Stored items

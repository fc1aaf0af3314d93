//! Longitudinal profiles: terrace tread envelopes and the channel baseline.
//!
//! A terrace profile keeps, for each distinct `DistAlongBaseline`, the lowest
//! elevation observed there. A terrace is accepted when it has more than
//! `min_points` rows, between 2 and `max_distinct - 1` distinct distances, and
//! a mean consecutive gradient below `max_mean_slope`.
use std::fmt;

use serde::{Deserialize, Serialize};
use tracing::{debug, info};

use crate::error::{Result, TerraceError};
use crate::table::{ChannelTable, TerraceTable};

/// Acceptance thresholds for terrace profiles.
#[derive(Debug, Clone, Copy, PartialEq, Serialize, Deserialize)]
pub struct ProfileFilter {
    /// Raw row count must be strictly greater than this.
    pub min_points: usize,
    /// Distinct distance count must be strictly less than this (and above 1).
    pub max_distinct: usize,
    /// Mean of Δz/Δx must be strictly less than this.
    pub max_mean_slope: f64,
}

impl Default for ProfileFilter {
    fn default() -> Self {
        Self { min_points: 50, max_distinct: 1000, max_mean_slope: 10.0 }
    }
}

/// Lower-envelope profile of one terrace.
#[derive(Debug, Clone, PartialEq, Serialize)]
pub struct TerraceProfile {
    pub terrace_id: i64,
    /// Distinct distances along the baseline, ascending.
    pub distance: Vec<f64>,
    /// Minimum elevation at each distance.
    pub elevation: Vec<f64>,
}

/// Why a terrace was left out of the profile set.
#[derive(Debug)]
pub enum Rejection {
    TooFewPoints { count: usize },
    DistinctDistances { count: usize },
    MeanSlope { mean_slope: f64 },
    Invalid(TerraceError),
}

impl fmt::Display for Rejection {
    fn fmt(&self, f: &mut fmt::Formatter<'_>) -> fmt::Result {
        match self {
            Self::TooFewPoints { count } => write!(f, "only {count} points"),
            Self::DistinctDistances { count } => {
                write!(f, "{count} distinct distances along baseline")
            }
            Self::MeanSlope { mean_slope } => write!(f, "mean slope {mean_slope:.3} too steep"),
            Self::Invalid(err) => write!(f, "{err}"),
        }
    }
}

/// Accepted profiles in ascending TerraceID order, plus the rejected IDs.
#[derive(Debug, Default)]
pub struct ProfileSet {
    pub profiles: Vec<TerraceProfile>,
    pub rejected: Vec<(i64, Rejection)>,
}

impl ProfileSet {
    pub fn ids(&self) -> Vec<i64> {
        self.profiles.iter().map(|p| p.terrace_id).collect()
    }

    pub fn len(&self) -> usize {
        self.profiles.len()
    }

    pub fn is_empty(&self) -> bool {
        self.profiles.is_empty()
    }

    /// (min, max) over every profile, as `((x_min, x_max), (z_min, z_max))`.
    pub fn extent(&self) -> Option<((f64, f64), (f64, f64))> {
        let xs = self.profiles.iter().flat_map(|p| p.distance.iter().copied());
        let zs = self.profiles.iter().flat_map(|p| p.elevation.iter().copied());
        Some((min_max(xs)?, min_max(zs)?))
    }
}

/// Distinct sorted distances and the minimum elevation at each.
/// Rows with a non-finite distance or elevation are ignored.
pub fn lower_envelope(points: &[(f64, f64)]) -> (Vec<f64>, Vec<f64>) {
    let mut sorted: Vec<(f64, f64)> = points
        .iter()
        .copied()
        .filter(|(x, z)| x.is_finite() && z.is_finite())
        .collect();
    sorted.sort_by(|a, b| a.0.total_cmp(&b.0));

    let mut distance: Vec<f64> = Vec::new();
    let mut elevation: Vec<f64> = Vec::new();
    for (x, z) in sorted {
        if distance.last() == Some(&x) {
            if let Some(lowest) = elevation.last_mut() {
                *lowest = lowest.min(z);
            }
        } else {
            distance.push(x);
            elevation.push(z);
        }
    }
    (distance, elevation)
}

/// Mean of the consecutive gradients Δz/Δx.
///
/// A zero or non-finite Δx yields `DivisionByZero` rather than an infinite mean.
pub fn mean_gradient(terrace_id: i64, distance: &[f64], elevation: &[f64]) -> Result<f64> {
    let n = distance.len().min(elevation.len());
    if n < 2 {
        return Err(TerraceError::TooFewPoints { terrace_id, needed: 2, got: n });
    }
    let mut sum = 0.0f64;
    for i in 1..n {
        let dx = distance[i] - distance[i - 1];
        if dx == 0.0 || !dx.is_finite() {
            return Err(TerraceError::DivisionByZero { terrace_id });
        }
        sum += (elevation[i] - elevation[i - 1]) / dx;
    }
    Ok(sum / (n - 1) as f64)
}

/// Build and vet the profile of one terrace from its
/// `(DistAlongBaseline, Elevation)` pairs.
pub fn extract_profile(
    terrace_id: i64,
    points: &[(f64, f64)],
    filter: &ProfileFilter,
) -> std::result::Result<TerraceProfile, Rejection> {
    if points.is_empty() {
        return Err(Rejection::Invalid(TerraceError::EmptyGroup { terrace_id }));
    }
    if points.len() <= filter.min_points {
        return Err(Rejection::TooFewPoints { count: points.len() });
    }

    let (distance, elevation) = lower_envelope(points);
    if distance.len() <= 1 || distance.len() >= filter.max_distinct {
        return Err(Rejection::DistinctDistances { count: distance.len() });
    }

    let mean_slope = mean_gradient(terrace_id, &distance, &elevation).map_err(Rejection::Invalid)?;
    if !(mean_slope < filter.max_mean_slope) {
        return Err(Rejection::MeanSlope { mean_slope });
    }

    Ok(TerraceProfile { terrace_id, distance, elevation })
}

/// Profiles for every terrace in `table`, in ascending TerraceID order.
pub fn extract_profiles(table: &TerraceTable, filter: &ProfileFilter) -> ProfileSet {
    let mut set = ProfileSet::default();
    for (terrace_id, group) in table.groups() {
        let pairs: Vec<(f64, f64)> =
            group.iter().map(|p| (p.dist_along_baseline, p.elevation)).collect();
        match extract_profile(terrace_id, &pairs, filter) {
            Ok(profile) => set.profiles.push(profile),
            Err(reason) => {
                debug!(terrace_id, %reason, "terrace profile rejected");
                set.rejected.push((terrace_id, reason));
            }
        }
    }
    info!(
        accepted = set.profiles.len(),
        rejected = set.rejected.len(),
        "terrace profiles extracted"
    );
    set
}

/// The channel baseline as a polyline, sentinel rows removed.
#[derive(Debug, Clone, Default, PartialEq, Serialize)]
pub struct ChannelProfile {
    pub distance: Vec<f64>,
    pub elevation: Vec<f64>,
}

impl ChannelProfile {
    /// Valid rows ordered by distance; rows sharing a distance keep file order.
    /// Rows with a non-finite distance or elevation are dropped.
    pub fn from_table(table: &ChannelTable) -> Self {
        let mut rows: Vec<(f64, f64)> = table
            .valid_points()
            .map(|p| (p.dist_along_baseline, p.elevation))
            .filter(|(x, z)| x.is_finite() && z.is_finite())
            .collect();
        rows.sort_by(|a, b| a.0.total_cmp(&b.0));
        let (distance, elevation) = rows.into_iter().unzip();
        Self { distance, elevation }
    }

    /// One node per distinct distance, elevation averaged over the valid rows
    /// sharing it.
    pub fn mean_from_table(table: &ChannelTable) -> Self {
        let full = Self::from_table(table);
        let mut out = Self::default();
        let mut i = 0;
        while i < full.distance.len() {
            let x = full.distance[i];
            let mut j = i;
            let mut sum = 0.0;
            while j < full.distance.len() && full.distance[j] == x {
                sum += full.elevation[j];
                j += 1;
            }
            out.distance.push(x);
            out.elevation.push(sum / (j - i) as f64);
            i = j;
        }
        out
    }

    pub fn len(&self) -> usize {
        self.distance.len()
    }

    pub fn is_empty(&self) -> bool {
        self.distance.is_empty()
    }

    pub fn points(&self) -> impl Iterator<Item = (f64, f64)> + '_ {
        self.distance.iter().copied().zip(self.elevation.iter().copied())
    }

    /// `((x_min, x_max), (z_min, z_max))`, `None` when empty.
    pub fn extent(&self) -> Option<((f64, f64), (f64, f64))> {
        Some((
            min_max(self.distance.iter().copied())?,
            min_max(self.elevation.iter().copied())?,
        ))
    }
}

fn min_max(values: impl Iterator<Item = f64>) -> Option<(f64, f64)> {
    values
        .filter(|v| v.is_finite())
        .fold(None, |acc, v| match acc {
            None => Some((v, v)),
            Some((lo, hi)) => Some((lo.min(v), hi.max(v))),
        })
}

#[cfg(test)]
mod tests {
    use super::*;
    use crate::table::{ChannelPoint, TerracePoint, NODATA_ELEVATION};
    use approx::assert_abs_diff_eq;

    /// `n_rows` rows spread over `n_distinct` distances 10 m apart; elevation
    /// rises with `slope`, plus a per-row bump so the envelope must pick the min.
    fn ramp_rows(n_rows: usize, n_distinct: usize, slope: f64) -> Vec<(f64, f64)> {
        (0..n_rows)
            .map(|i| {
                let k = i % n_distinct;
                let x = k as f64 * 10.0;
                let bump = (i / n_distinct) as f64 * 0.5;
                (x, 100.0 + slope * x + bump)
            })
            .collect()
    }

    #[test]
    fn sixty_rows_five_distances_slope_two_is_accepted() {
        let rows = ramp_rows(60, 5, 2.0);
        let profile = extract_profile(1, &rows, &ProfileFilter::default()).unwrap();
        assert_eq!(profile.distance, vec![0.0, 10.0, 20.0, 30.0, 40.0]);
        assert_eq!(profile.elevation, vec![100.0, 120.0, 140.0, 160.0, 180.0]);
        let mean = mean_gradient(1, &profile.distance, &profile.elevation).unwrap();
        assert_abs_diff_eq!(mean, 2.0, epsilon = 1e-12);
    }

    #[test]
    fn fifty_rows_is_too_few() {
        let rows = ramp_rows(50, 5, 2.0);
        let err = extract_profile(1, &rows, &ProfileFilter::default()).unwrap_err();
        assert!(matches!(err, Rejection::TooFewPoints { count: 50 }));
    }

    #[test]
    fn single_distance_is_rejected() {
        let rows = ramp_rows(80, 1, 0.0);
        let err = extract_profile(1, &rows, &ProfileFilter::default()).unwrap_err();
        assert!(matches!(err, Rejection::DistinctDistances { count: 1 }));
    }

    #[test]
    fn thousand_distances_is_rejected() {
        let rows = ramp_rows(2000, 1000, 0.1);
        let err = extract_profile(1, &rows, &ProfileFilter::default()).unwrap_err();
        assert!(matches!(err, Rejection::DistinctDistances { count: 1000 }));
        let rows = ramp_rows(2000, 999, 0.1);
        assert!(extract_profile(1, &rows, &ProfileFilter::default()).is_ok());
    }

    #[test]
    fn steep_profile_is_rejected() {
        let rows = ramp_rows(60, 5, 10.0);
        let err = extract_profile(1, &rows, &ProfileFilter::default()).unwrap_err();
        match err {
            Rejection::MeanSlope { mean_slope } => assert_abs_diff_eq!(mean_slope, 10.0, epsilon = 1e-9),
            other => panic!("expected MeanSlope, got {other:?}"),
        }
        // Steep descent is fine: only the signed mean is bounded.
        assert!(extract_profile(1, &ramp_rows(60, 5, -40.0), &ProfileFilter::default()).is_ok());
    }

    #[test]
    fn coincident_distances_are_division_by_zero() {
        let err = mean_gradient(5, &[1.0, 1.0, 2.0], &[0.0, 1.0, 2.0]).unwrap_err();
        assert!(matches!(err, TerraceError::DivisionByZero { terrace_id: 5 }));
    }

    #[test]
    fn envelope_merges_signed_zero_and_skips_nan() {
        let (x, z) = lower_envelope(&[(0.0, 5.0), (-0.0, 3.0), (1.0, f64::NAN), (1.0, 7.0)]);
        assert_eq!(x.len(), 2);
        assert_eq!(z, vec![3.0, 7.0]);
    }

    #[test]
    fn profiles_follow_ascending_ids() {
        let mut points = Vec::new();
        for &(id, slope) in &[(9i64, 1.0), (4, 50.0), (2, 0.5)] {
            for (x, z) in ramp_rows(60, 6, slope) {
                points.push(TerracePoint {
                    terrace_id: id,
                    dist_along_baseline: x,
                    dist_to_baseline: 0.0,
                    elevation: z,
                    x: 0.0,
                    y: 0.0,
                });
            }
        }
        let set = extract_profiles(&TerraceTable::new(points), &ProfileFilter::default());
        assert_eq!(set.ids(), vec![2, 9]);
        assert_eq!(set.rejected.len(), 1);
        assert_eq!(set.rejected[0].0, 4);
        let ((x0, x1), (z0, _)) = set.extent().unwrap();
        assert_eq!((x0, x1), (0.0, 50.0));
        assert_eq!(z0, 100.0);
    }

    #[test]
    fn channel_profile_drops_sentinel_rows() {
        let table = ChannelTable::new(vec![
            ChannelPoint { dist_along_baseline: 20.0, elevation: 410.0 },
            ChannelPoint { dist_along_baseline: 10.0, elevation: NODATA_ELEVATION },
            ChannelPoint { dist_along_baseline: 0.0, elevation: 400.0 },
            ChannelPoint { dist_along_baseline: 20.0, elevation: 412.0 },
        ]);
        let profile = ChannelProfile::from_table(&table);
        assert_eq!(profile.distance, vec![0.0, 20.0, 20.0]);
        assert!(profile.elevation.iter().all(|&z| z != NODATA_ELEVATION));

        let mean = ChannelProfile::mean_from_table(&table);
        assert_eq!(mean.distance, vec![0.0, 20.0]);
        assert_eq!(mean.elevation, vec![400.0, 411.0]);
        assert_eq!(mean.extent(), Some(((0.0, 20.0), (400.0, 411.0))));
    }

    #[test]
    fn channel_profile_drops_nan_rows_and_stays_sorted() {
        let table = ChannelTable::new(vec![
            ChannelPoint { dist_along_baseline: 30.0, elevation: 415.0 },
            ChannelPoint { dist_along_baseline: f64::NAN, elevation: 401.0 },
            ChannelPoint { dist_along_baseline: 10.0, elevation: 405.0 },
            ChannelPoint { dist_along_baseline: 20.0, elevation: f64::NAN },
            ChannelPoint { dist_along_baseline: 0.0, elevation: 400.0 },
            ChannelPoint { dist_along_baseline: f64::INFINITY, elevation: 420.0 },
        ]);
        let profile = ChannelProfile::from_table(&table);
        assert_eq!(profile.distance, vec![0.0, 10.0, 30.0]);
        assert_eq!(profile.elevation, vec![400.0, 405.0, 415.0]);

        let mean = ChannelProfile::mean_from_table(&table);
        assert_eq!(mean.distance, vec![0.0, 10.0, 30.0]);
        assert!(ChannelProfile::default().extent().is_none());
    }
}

» Exercise prompt
Output only the number of lines in the data above that include the word "struct".

» Result for this exercise
4